Dalam UU ini, diatur secara tegas hal-hal yang menjadi materi muatan peraturan perundang-undangan dan materi peraturan daerah.

Materi muatan yang harus diatur dengan UU adalah: mengatur lebih lanjut ketentuan dalam UUD 1945 yang meliputi hak asasi manusia, hak dan kewajiban warga negara, pelaksanaan dan penegakan kedaulatan negara serta pembagian kekuasaan negara, wilayah negara dan pembagian daerah, kewarganegaraan dan kependudukan, keuangan negara. Materi muatan Peraturan Pemerintah Pengganti Undang-Undang sama dengan materi muatan UU Materi muatan Peraturan Pemerintah berisi materi muatan untuk menjalankan Undang-Undang sebagaimana mestinya. Materi muatan Peraturan Presiden berisi materi yang diperintahkan oleh Undang-Undang atau materi untuk melaksanakan Peraturan Pemerintah.
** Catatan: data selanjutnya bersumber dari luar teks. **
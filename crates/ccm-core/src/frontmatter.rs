//! YAML frontmatter for agent and command markdown files.
//!
//! A document carries frontmatter when its first line is `---` and a later
//! line closes the block with `---`. Frontmatter is exposed as a JSON object
//! so it can be handed to the frontend untouched.

use crate::error::{CcmError, Result};
use regex::Regex;
use serde_json::{Map, Value};
use std::sync::OnceLock;

const DELIMITER: &str = "---";

#[derive(Debug, Clone, PartialEq)]
pub struct Document {
    pub frontmatter: Map<String, Value>,
    pub body: String,
}

/// Split `raw` into `(yaml, body)` without parsing. `None` when there is no
/// well-formed frontmatter block.
pub fn split(raw: &str) -> Option<(&str, &str)> {
    let text = raw.strip_prefix('\u{feff}').unwrap_or(raw);
    let mut lines = text.split_inclusive('\n');
    let first = lines.next()?;
    if first.trim_end() != DELIMITER || !first.ends_with('\n') {
        return None;
    }
    let yaml_start = first.len();
    let mut offset = yaml_start;
    for line in lines {
        if line.trim_end() == DELIMITER {
            return Some((&text[yaml_start..offset], &text[offset + line.len()..]));
        }
        offset += line.len();
    }
    None
}

/// Parse a markdown document. Files without frontmatter parse to an empty
/// map; malformed YAML is an error.
pub fn parse(raw: &str) -> Result<Document> {
    match split(raw) {
        Some((yaml, body)) => Ok(Document {
            frontmatter: parse_yaml(yaml)?,
            body: body.to_string(),
        }),
        None => Ok(Document {
            frontmatter: Map::new(),
            body: raw.strip_prefix('\u{feff}').unwrap_or(raw).to_string(),
        }),
    }
}

fn parse_yaml(yaml: &str) -> Result<Map<String, Value>> {
    if yaml.trim().is_empty() {
        return Ok(Map::new());
    }
    let value: serde_yaml::Value =
        serde_yaml::from_str(yaml).map_err(|e| CcmError::Frontmatter(e.to_string()))?;
    match yaml_to_json(value) {
        Value::Object(map) => Ok(map),
        Value::Null => Ok(Map::new()),
        other => Err(CcmError::Frontmatter(format!(
            "expected a mapping, found {}",
            kind(&other)
        ))),
    }
}

fn kind(value: &Value) -> &'static str {
    match value {
        Value::Null => "null",
        Value::Bool(_) => "a boolean",
        Value::Number(_) => "a number",
        Value::String(_) => "a string",
        Value::Array(_) => "a list",
        Value::Object(_) => "a mapping",
    }
}

/// Convert YAML to JSON, stringifying non-string mapping keys.
fn yaml_to_json(value: serde_yaml::Value) -> Value {
    use serde_yaml::Value as Y;
    match value {
        Y::Null => Value::Null,
        Y::Bool(b) => Value::Bool(b),
        Y::Number(n) => {
            if let Some(i) = n.as_i64() {
                Value::from(i)
            } else if let Some(u) = n.as_u64() {
                Value::from(u)
            } else {
                n.as_f64()
                    .and_then(serde_json::Number::from_f64)
                    .map(Value::Number)
                    .unwrap_or(Value::Null)
            }
        }
        Y::String(s) => Value::String(s),
        Y::Sequence(seq) => Value::Array(seq.into_iter().map(yaml_to_json).collect()),
        Y::Mapping(mapping) => Value::Object(
            mapping
                .into_iter()
                .map(|(k, v)| (key_string(k), yaml_to_json(v)))
                .collect(),
        ),
        Y::Tagged(tagged) => yaml_to_json(tagged.value),
    }
}

fn key_string(key: serde_yaml::Value) -> String {
    match key {
        serde_yaml::Value::String(s) => s,
        other => serde_yaml::to_string(&other)
            .map(|s| s.trim_end().to_string())
            .unwrap_or_default(),
    }
}

/// Render frontmatter and body back into a markdown document.
pub fn render(frontmatter: &Map<String, Value>, body: &str) -> Result<String> {
    let mut out = String::from("---\n");
    if !frontmatter.is_empty() {
        let yaml = serde_yaml::to_string(frontmatter)?;
        out.push_str(&yaml);
        if !yaml.ends_with('\n') {
            out.push('\n');
        }
    }
    out.push_str("---\n");
    let body = body.trim();
    if !body.is_empty() {
        out.push('\n');
        out.push_str(body);
        out.push('\n');
    }
    Ok(out)
}

// ---------------------------------------------------------------------------
// Field helpers
// ---------------------------------------------------------------------------

static HEADING_RE: OnceLock<Regex> = OnceLock::new();

fn heading_re() -> &'static Regex {
    HEADING_RE.get_or_init(|| Regex::new(r"^#+\s*").unwrap())
}

/// First non-empty body line with markdown heading markers removed.
pub fn first_content_line(body: &str) -> Option<String> {
    body.lines()
        .map(str::trim)
        .find(|l| !l.is_empty() && *l != DELIMITER)
        .map(|l| heading_re().replace(l, "").trim().to_string())
        .filter(|l| !l.is_empty())
}

/// A scalar field as a string. Numbers and booleans are stringified, blank
/// strings count as absent.
pub fn string_field(frontmatter: &Map<String, Value>, key: &str) -> Option<String> {
    match frontmatter.get(key)? {
        Value::String(s) if !s.trim().is_empty() => Some(s.trim().to_string()),
        Value::Number(n) => Some(n.to_string()),
        Value::Bool(b) => Some(b.to_string()),
        _ => None,
    }
}

/// A list field given either as a YAML sequence or a comma-separated string.
pub fn list_field(frontmatter: &Map<String, Value>, key: &str) -> Vec<String> {
    match frontmatter.get(key) {
        Some(Value::String(s)) => s
            .split(',')
            .map(str::trim)
            .filter(|t| !t.is_empty())
            .map(str::to_string)
            .collect(),
        Some(Value::Array(items)) => items
            .iter()
            .filter_map(|v| match v {
                Value::String(s) => Some(s.trim().to_string()),
                Value::Number(n) => Some(n.to_string()),
                _ => None,
            })
            .filter(|t| !t.is_empty())
            .collect(),
        _ => Vec::new(),
    }
}

// ---------------------------------------------------------------------------
// Tests
// ---------------------------------------------------------------------------
use axum::extract::{Path, State};
use axum::Json;
use ccm_core::parsed::Parsed;
use ccm_core::project::{self, Project, ProjectStats};
use serde::Serialize;
use serde_json::{json, Value};

use super::blocking;
use crate::error::AppError;
use crate::state::{AppState, Change};

/// A project as shown on the dashboard: registry data plus artifact counts.
#[derive(Debug, Serialize)]
#[serde(rename_all = "camelCase")]
pub struct ProjectSummary {
    #[serde(flatten)]
    pub project: Project,
    pub stats: ProjectStats,
}

async fn summarize(project: Project) -> Result<ProjectSummary, AppError> {
    blocking(move || {
        let stats = project::project_stats(&project);
        ProjectSummary { project, stats }
    })
    .await
}

/// GET /api/projects: every registered project with stats.
pub async fn list_projects(State(app): State<AppState>) -> Result<Json<Value>, AppError> {
    let discovery = app.discovery().await?;
    let summaries = futures::future::join_all(
        discovery.projects.iter().cloned().map(summarize),
    )
    .await
    .into_iter()
    .collect::<Result<Vec<_>, _>>()?;

    Ok(Json(json!({
        "success": true,
        "projects": summaries,
        "error": discovery.error,
        "scannedAt": discovery.scanned_at,
    })))
}

/// POST /api/projects/scan: drop the cache and rediscover.
pub async fn scan_projects(State(app): State<AppState>) -> Result<Json<Value>, AppError> {
    let discovery = app.rescan().await?;
    tracing::info!(count = discovery.projects.len(), "rescanned projects");
    app.notify(Change::Rescan);
    Ok(Json(json!({
        "success": true,
        "projectCount": discovery.projects.len(),
        "error": discovery.error,
        "scannedAt": discovery.scanned_at,
    })))
}

/// GET /api/projects/{id}
pub async fn get_project(
    State(app): State<AppState>,
    Path(id): Path<String>,
) -> Result<Json<Value>, AppError> {
    let project = app.project(&id).await?;
    let summary = summarize(project).await?;
    Ok(Json(json!({ "success": true, "project": summary })))
}

/// Run one project-scope scan and shape the response as
/// `{ success, <key>, warnings, projectId, projectPath }`.
async fn project_scan<T>(
    app: &AppState,
    id: &str,
    key: &str,
    scan: fn(&std::path::Path) -> Parsed<T>,
) -> Result<Json<Value>, AppError>
where
    T: Serialize + Send + 'static,
{
    let project = app.project(id).await?;
    let path = project.path.clone();
    let parsed = blocking(move || scan(&path)).await?;

    let mut body = json!({
        "success": true,
        "warnings": parsed.warnings,
        "projectId": project.id,
        "projectPath": project.path,
    });
    body[key] = json!(parsed.items);
    Ok(Json(body))
}

/// GET /api/projects/{id}/agents
pub async fn project_agents(
    State(app): State<AppState>,
    Path(id): Path<String>,
) -> Result<Json<Value>, AppError> {
    project_scan(&app, &id, "agents", project::project_agents).await
}

/// GET /api/projects/{id}/commands
pub async fn project_commands(
    State(app): State<AppState>,
    Path(id): Path<String>,
) -> Result<Json<Value>, AppError> {
    project_scan(&app, &id, "commands", project::project_commands).await
}

/// GET /api/projects/{id}/hooks
pub async fn project_hooks(
    State(app): State<AppState>,
    Path(id): Path<String>,
) -> Result<Json<Value>, AppError> {
    project_scan(&app, &id, "hooks", project::project_hooks).await
}

/// GET /api/projects/{id}/mcp
pub async fn project_mcp(
    State(app): State<AppState>,
    Path(id): Path<String>,
) -> Result<Json<Value>, AppError> {
    project_scan(&app, &id, "mcp", project::project_mcp).await
}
Materi muatan Peraturan Daerah adalah seluruh materi muatan dalam rangka penyelenggaraan otonomi daerah dan tugas pembantuan, dan menampung kondisi khusus daerah serta penjabaran lebih lanjut peraturan perundang-undangan yang lebih tinggi.

Materi muatan Peraturan Desa atau yang setingkat adalah seluruh materi dalam rangka penyelenggaraan urusan desa atau yang setingkat serta penjabaran lebih lanjut peraturan perundang-undangan yang lebih tinggi.